(Collected data entries)
==================================================

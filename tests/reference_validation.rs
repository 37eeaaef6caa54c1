//! Reference validation tests for the sales indicators
//!
//! Run with: cargo test --test reference_validation
//!
//! Reference columns were produced by an independent floating point
//! implementation over the same 30 days of bread sales.

use approx::assert_relative_eq;
use bakery_insights::chart::{DATASET_EMA, DATASET_SMA};
use bakery_insights::{
    ema, linear_trend, normalize, overall_trend, rsi, scaled_rsi, sma, ChartBuilder, ChartOptions, Metric, PanelStatus,
    SalesObservation,
};
use chrono::{Duration, NaiveDate};
use proptest::prelude::*;

/// Tolerance for floating point comparison
const EPSILON: f64 = 1e-6;

const NAN: f64 = f64::NAN;

/// Thirty days of bread units, closed days recorded as zero
const BREAD: [f64; 30] = [
    42.0, 38.0, 45.0, 51.0, 47.0, 0.0, 39.0, 44.0, 48.0, 53.0, 50.0, 46.0, 41.0, 0.0, 43.0, 49.0, 55.0, 52.0,
    47.0, 45.0, 0.0, 40.0, 46.0, 51.0, 57.0, 54.0, 49.0, 44.0, 0.0, 48.0,
];

const SMA_7: [f64; 30] = [
    NAN, NAN, NAN, NAN, NAN, NAN, 37.4285714286, 37.7142857143, 39.1428571429, 40.2857142857, 40.1428571429,
    40.0, 45.8571428571, 40.2857142857, 40.1428571429, 40.2857142857, 40.5714285714, 40.8571428571, 41.0,
    41.5714285714, 41.5714285714, 41.1428571429, 40.7142857143, 40.1428571429, 40.8571428571, 41.8571428571,
    42.4285714286, 48.7142857143, 43.0, 43.2857142857,
];

const EMA_14: [f64; 30] = [
    NAN, NAN, NAN, NAN, NAN, NAN, NAN, NAN, NAN, NAN, NAN, NAN, NAN, 38.8571428571, 39.4095238095,
    40.6882539683, 42.5964867725, 43.8502885362, 44.2702500647, 44.367550056, 38.4518767152, 38.6582931532,
    39.6371873994, 41.1522290795, 43.2652652023, 44.6965631753, 45.2703547519, 45.1009741183, 39.0875109025,
    40.2758427822,
];

/// RSI(14) on the default 0..50 axis
const RSI_14_SCALED: [f64; 30] = [
    NAN, NAN, NAN, NAN, NAN, NAN, NAN, NAN, NAN, NAN, NAN, NAN, NAN, NAN, 25.1152073733, 25.834767642,
    26.564546365, 26.1394847074, 25.4097200269, 25.1077675528, 19.4944772028, 24.8721757564, 25.5679273901,
    26.1603114499, 26.8845980209, 26.4518642113, 25.7091222451, 24.9545242341, 19.523776891, 25.7291572282,
];

const TREND_SLOPE: f64 = 0.009343715239154617;
const TREND_INTERCEPT: f64 = 40.66451612903226;

fn compare_vectors(name: &str, expected: &[f64], actual: &[f64], epsilon: f64) {
    assert_eq!(
        expected.len(),
        actual.len(),
        "{}: Length mismatch: expected {}, got {}",
        name,
        expected.len(),
        actual.len()
    );

    for (i, (exp, act)) in expected.iter().zip(actual.iter()).enumerate() {
        if exp.is_nan() {
            assert!(act.is_nan(), "{}: expected warm-up NaN at index {}, got {}", name, i, act);
        } else {
            assert!(
                (exp - act).abs() < epsilon,
                "{}: index {}: expected {}, got {}",
                name,
                i,
                exp,
                act
            );
        }
    }
}

fn day(offset: i64) -> NaiveDate {
    NaiveDate::from_ymd_opt(2024, 4, 1).unwrap() + Duration::days(offset)
}

// ============== Indicator Reference Tests ==============

#[test]
fn test_sma_reference() {
    compare_vectors("sma_7", &SMA_7, &sma(&BREAD, 7).unwrap(), EPSILON);
}

#[test]
fn test_ema_reference() {
    compare_vectors("ema_14", &EMA_14, &ema(&BREAD, 14).unwrap(), EPSILON);
}

#[test]
fn test_rsi_reference() {
    compare_vectors(
        "rsi_14_scaled",
        &RSI_14_SCALED,
        &scaled_rsi(&BREAD, 14, 50.0).unwrap(),
        EPSILON,
    );

    let unscaled = rsi(&BREAD, 14).unwrap();
    assert_relative_eq!(unscaled[14], RSI_14_SCALED[14] * 2.0, epsilon = EPSILON);
}

#[test]
fn test_trend_reference() {
    let trend = linear_trend(&BREAD);
    assert_relative_eq!(trend.slope, TREND_SLOPE, epsilon = 1e-9);
    assert_relative_eq!(trend.intercept, TREND_INTERCEPT, epsilon = 1e-9);
    assert_relative_eq!(trend.values[29], TREND_INTERCEPT + 29.0 * TREND_SLOPE, epsilon = 1e-9);
}

#[test]
fn test_overall_trend_reference() {
    // 42 -> 48
    assert_relative_eq!(overall_trend(&BREAD), 14.285714285714286, epsilon = EPSILON);
}

// ============== Pipeline Tests ==============

#[test]
fn test_chart_overlays_match_indicators() {
    let rows: Vec<SalesObservation> = BREAD
        .iter()
        .enumerate()
        .filter(|(_, units)| **units > 0.0)
        .map(|(i, units)| SalesObservation::new(day(i as i64), *units as u32, *units * 8_000.0))
        .collect();

    // Closed days are missing from the store and come back as zero
    let series = normalize(&rows);
    assert_eq!(series.len(), 30);
    assert_eq!(series.values(Metric::Bread), BREAD.to_vec());

    let options = ChartOptions {
        show_sma: true,
        show_ema: true,
        show_rsi: true,
        ..ChartOptions::default()
    };
    let chart = ChartBuilder::new(&series, &options).build().unwrap();

    let sma_data = &chart.dataset(DATASET_SMA).unwrap().data;
    compare_vectors("chart/sma", &SMA_7, sma_data, EPSILON);

    let ema_data = &chart.dataset(DATASET_EMA).unwrap().data;
    compare_vectors("chart/ema", &EMA_14, ema_data, EPSILON);

    compare_vectors("chart/rsi", &RSI_14_SCALED, &chart.oscillator.values, EPSILON);
    assert_eq!(chart.oscillator.status, PanelStatus::Available);
}

#[test]
fn test_recompute_is_identical() {
    let first = scaled_rsi(&BREAD, 14, 50.0).unwrap();
    let second = scaled_rsi(&BREAD, 14, 50.0).unwrap();
    for (a, b) in first.iter().zip(&second) {
        assert_eq!(a.to_bits(), b.to_bits());
    }
}

// ============== Property Tests ==============

fn sales_values() -> impl Strategy<Value = Vec<f64>> {
    prop::collection::vec(0.0f64..500.0, 0..80)
}

proptest! {
    #[test]
    fn prop_sma_is_window_mean(values in sales_values(), period in 1usize..15) {
        let result = sma(&values, period).unwrap();
        prop_assert_eq!(result.len(), values.len());
        for (i, v) in result.iter().enumerate() {
            if i + 1 < period {
                prop_assert!(v.is_nan());
            } else {
                let window = &values[i + 1 - period..=i];
                let mean = window.iter().sum::<f64>() / period as f64;
                prop_assert!((v - mean).abs() < 1e-6);
            }
        }
    }

    #[test]
    fn prop_ema_seeded_with_sma(values in sales_values(), period in 1usize..15) {
        let e = ema(&values, period).unwrap();
        let s = sma(&values, period).unwrap();
        prop_assert_eq!(e.len(), values.len());
        if values.len() >= period {
            prop_assert!((e[period - 1] - s[period - 1]).abs() < 1e-9);
            prop_assert!(e[period - 1..].iter().all(|v| v.is_finite()));
        } else {
            prop_assert!(e.iter().all(|v| v.is_nan()));
        }
    }

    #[test]
    fn prop_scaled_rsi_within_bounds(values in sales_values(), period in 1usize..20, scale in 1.0f64..200.0) {
        let result = scaled_rsi(&values, period, scale).unwrap();
        prop_assert_eq!(result.len(), values.len());
        for v in result.iter().filter(|v| !v.is_nan()) {
            prop_assert!(*v >= 0.0 && *v <= scale + 1e-9);
        }
    }

    #[test]
    fn prop_flat_rsi_is_midpoint(level in 0.0f64..500.0, len in 16usize..60, scale in 1.0f64..200.0) {
        let values = vec![level; len];
        let result = scaled_rsi(&values, 14, scale).unwrap();
        for v in &result[14..] {
            prop_assert!((v - scale / 2.0).abs() < 1e-9);
        }
    }

    #[test]
    fn prop_trend_recovers_line(slope in -50.0f64..50.0, intercept in -100.0f64..100.0, len in 2usize..60) {
        let values: Vec<f64> = (0..len).map(|x| slope * x as f64 + intercept).collect();
        let trend = linear_trend(&values);
        prop_assert!((trend.slope - slope).abs() < 1e-6);
        prop_assert!((trend.intercept - intercept).abs() < 1e-6);
    }

    #[test]
    fn prop_normalize_fills_every_day(
        picks in prop::collection::btree_set(0i64..90, 1..40),
        units in 1u32..200,
    ) {
        let rows: Vec<SalesObservation> = picks
            .iter()
            .map(|offset| SalesObservation::new(day(*offset), units, units as f64 * 8_000.0))
            .collect();
        let series = normalize(&rows);

        let first = *picks.iter().next().unwrap();
        let last = *picks.iter().next_back().unwrap();
        prop_assert_eq!(series.len() as i64, last - first + 1);

        let dates = series.dates();
        for pair in dates.windows(2) {
            prop_assert_eq!(pair[1] - pair[0], Duration::days(1));
        }

        let cumulative = series.cumulative();
        for metric in Metric::ALL {
            let running = cumulative.values(metric);
            prop_assert!(running.windows(2).all(|w| w[1] >= w[0]));
        }
        prop_assert_eq!(series.stats().total_bread, units as u64 * picks.len() as u64);
    }
}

==================================================

- What needs to be done -
Go line by line through the data, copying each one that contains the word "oscillator".

- Response for this exercise -
    compare_vectors("chart/rsi", &RSI_14_SCALED, &chart.oscillator.values, EPSILON);
    assert_eq!(chart.oscillator.status, PanelStatus::Available);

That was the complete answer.